In the thriving industrial city
of Bien Hoa, about 20 miles east of Ho Chi Minh City, the former Saigon, there
is a large air base, just beyond a sweeping bend in the Dong Nai River. During
the American war in Vietnam, it was said to be the busiest airport in the
world. Since the war ended in 1975, a dense cluster of four residential
neighborhoods has grown up around the base. Their total population is perhaps
111,000, while the base itself, now home to advanced long-range fighter-bombers
of the Vietnam People’s Air Force, has another 1,200 permanent residents.

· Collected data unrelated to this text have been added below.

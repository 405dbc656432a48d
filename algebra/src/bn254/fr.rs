use crate::bn254::BN254_SCALAR_LEN;
use crate::prelude::*;
use ark_bn254::Fr;
use ark_ff::{BigInteger, FftField, Field, PrimeField};
use ark_serialize::CanonicalDeserialize;
use ark_std::fmt::Debug;

/// The wrapped struct for `ark_bn254::Fr`
#[derive(Copy, Clone, PartialEq, Eq, Default, PartialOrd, Ord, Hash)]
pub struct BN254Scalar(pub(crate) Fr);

/// Printed as the canonical integer in decimal.
impl Debug for BN254Scalar {
    fn fmt(&self, f: &mut Formatter<'_>) -> ark_std::fmt::Result {
        write!(f, "{}", self.0.into_bigint())
    }
}

impl One for BN254Scalar {
    #[inline]
    fn one() -> Self {
        BN254Scalar(Fr::one())
    }
}

impl Zero for BN254Scalar {
    #[inline]
    fn zero() -> Self {
        Self(Fr::zero())
    }

    #[inline]
    fn is_zero(&self) -> bool {
        self.0.is_zero()
    }
}

impl Add for BN254Scalar {
    type Output = BN254Scalar;

    #[inline]
    fn add(self, rhs: Self) -> Self::Output {
        Self(self.0 + rhs.0)
    }
}

impl Mul for BN254Scalar {
    type Output = BN254Scalar;

    #[inline]
    fn mul(self, rhs: Self) -> Self::Output {
        Self(self.0 * rhs.0)
    }
}

impl<'a> Add<&'a BN254Scalar> for BN254Scalar {
    type Output = BN254Scalar;

    #[inline]
    fn add(self, rhs: &Self) -> Self::Output {
        Self(self.0 + rhs.0)
    }
}

impl<'a> AddAssign<&'a BN254Scalar> for BN254Scalar {
    #[inline]
    fn add_assign(&mut self, rhs: &Self) {
        self.0 += rhs.0;
    }
}

impl<'a> Sub<&'a BN254Scalar> for BN254Scalar {
    type Output = BN254Scalar;

    #[inline]
    fn sub(self, rhs: &Self) -> Self::Output {
        Self(self.0 - rhs.0)
    }
}

impl<'a> SubAssign<&'a BN254Scalar> for BN254Scalar {
    #[inline]
    fn sub_assign(&mut self, rhs: &Self) {
        self.0 -= rhs.0;
    }
}

impl<'a> Mul<&'a BN254Scalar> for BN254Scalar {
    type Output = BN254Scalar;

    #[inline]
    fn mul(self, rhs: &Self) -> Self::Output {
        Self(self.0 * rhs.0)
    }
}

impl<'a> MulAssign<&'a BN254Scalar> for BN254Scalar {
    #[inline]
    fn mul_assign(&mut self, rhs: &Self) {
        self.0 *= rhs.0;
    }
}

impl Neg for BN254Scalar {
    type Output = BN254Scalar;

    #[inline]
    fn neg(self) -> Self {
        Self(-self.0)
    }
}

impl From<u32> for BN254Scalar {
    #[inline]
    fn from(value: u32) -> Self {
        Self::from(value as u64)
    }
}

impl From<u64> for BN254Scalar {
    #[inline]
    fn from(value: u64) -> Self {
        Self(Fr::from(value))
    }
}

impl Scalar for BN254Scalar {
    #[inline]
    fn random<R: CryptoRng + RngCore>(rng: &mut R) -> Self {
        Self(Fr::rand(rng))
    }

    #[inline]
    fn from_be_bytes_mod_order(bytes: &[u8]) -> Self {
        Self(Fr::from_be_bytes_mod_order(bytes))
    }

    #[inline]
    fn multiplicative_generator() -> Self {
        Self(Fr::GENERATOR)
    }

    #[inline]
    fn bytes_len() -> usize {
        BN254_SCALAR_LEN
    }

    #[inline]
    fn to_bytes(&self) -> Vec<u8> {
        self.0.into_bigint().to_bytes_le()
    }

    #[inline]
    fn from_bytes(bytes: &[u8]) -> Result<Self> {
        if bytes.len() != Self::bytes_len() {
            return Err(AlgebraError::DeserializationError);
        }
        Fr::deserialize_compressed(bytes)
            .map(Self)
            .map_err(|_| AlgebraError::DeserializationError)
    }

    #[inline]
    fn to_be_bytes(&self) -> Vec<u8> {
        self.0.into_bigint().to_bytes_be()
    }

    #[inline]
    fn inv(&self) -> Result<Self> {
        self.0
            .inverse()
            .map(Self)
            .ok_or(AlgebraError::GroupInversionError)
    }

    #[inline]
    fn pow(&self, exponent: &[u64]) -> Self {
        Self(self.0.pow(exponent))
    }

    #[inline]
    fn square(&self) -> Self {
        Self(self.0.square())
    }
}

impl Domain for BN254Scalar {
    type Field = Fr;

    #[inline]
    fn get_field(&self) -> Self::Field {
        self.0
    }

    #[inline]
    fn from_field(field: Self::Field) -> Self {
        Self(field)
    }
}
use crate::bn254::{BN254Gt, BN254Scalar, BN254G1, BN254G2};
use crate::traits::Pairing;
use ark_bn254::{Bn254, Config};
use ark_ec::{
    bn::{G1Prepared, G2Prepared},
    pairing::Pairing as ArkPairing,
    CurveGroup,
};
use ark_std::vec::Vec;

/// The pairing engine for BN254
#[derive(Debug, Clone, Copy, Default, PartialEq, Eq)]
pub struct BN254PairingEngine;

impl Pairing for BN254PairingEngine {
    type ScalarField = BN254Scalar;
    type G1 = BN254G1;
    type G2 = BN254G2;
    type Gt = BN254Gt;

    #[inline]
    fn pairing(a: &Self::G1, b: &Self::G2) -> Self::Gt {
        BN254Gt(Bn254::pairing(a.0, b.0).0)
    }

    #[inline]
    fn product_of_pairings(a: &[Self::G1], b: &[Self::G2]) -> Self::Gt {
        let c1: Vec<G1Prepared<Config>> = a.iter().map(|x| x.0.into_affine().into()).collect();
        let c2: Vec<G2Prepared<Config>> = b.iter().map(|x| x.0.into_affine().into()).collect();
        BN254Gt(Bn254::multi_pairing(c1, c2).0)
    }
}
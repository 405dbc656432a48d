use ark_std::{error, fmt};

/// Result type of the polynomial commitment scheme.
pub type PCSResult<T> = core::result::Result<T, PolyComSchemeError>;

/// Polynomial commitment scheme errors.
#[derive(Debug, Copy, Clone, Eq, PartialEq)]
pub enum PolyComSchemeError {
    /// The opening does not prove F(x) = y.
    PCSProveEvalError,
    /// The inputs do not line up with each other or with the public parameters.
    ParameterError,
    /// The degree of the polynomial is higher than the maximum degree allowed.
    DegreeError,
}

impl fmt::Display for PolyComSchemeError {
    fn fmt(&self, f: &mut fmt::Formatter<'_>) -> fmt::Result {
        let c = match self {
            PolyComSchemeError::PCSProveEvalError => "The opening does not prove F(x) = y.",
            PolyComSchemeError::ParameterError => {
                "The number of commitments, values or public parameters does not match."
            }
            PolyComSchemeError::DegreeError => {
                "The degree of the polynomial is higher than the maximum degree allowed."
            }
        };

        write!(f, "{}", c)
    }
}

impl error::Error for PolyComSchemeError {}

A small drainage canal, no more
than 8 or 10 feet wide, snakes its way from the west end of the runway — an
area known as Pacer Ivy — for half a mile or so through one of these densely
packed neighborhoods, which is called Buu Long. On a sweltering afternoon last
month, toward the end of the dry season, the canal was no more than a stagnant
greenish-brown murk strewn with garbage and choked in places with water
hyacinths. Nonetheless, a middle-aged woman who introduced herself as Mrs. Mai
was washing her hands and feet in the filthy water. Nearby, a fisherman was
sitting on a low cement wall near the mouth of the canal. Nothing was biting.
The problem for Buu Long,
however, is what couldn’t be seen. The canal is heavily contaminated with the
most toxic substance ever created by humans: dioxin, the unintended byproduct
of the defoliant known as Agent Orange, for the color-coded band on the
55-gallon barrels in which it was stored before being loaded onto the lumbering
C-123 aircraft at the Bien Hoa base and sprayed over vast areas of Vietnam.
During the U.S. Air Force campaign known as Operation Ranch Hand, Agent Orange
was used to strip bare the coastal mangroves of the Mekong Delta and the dense
triple-canopy forests that concealed enemy fighters and supply lines.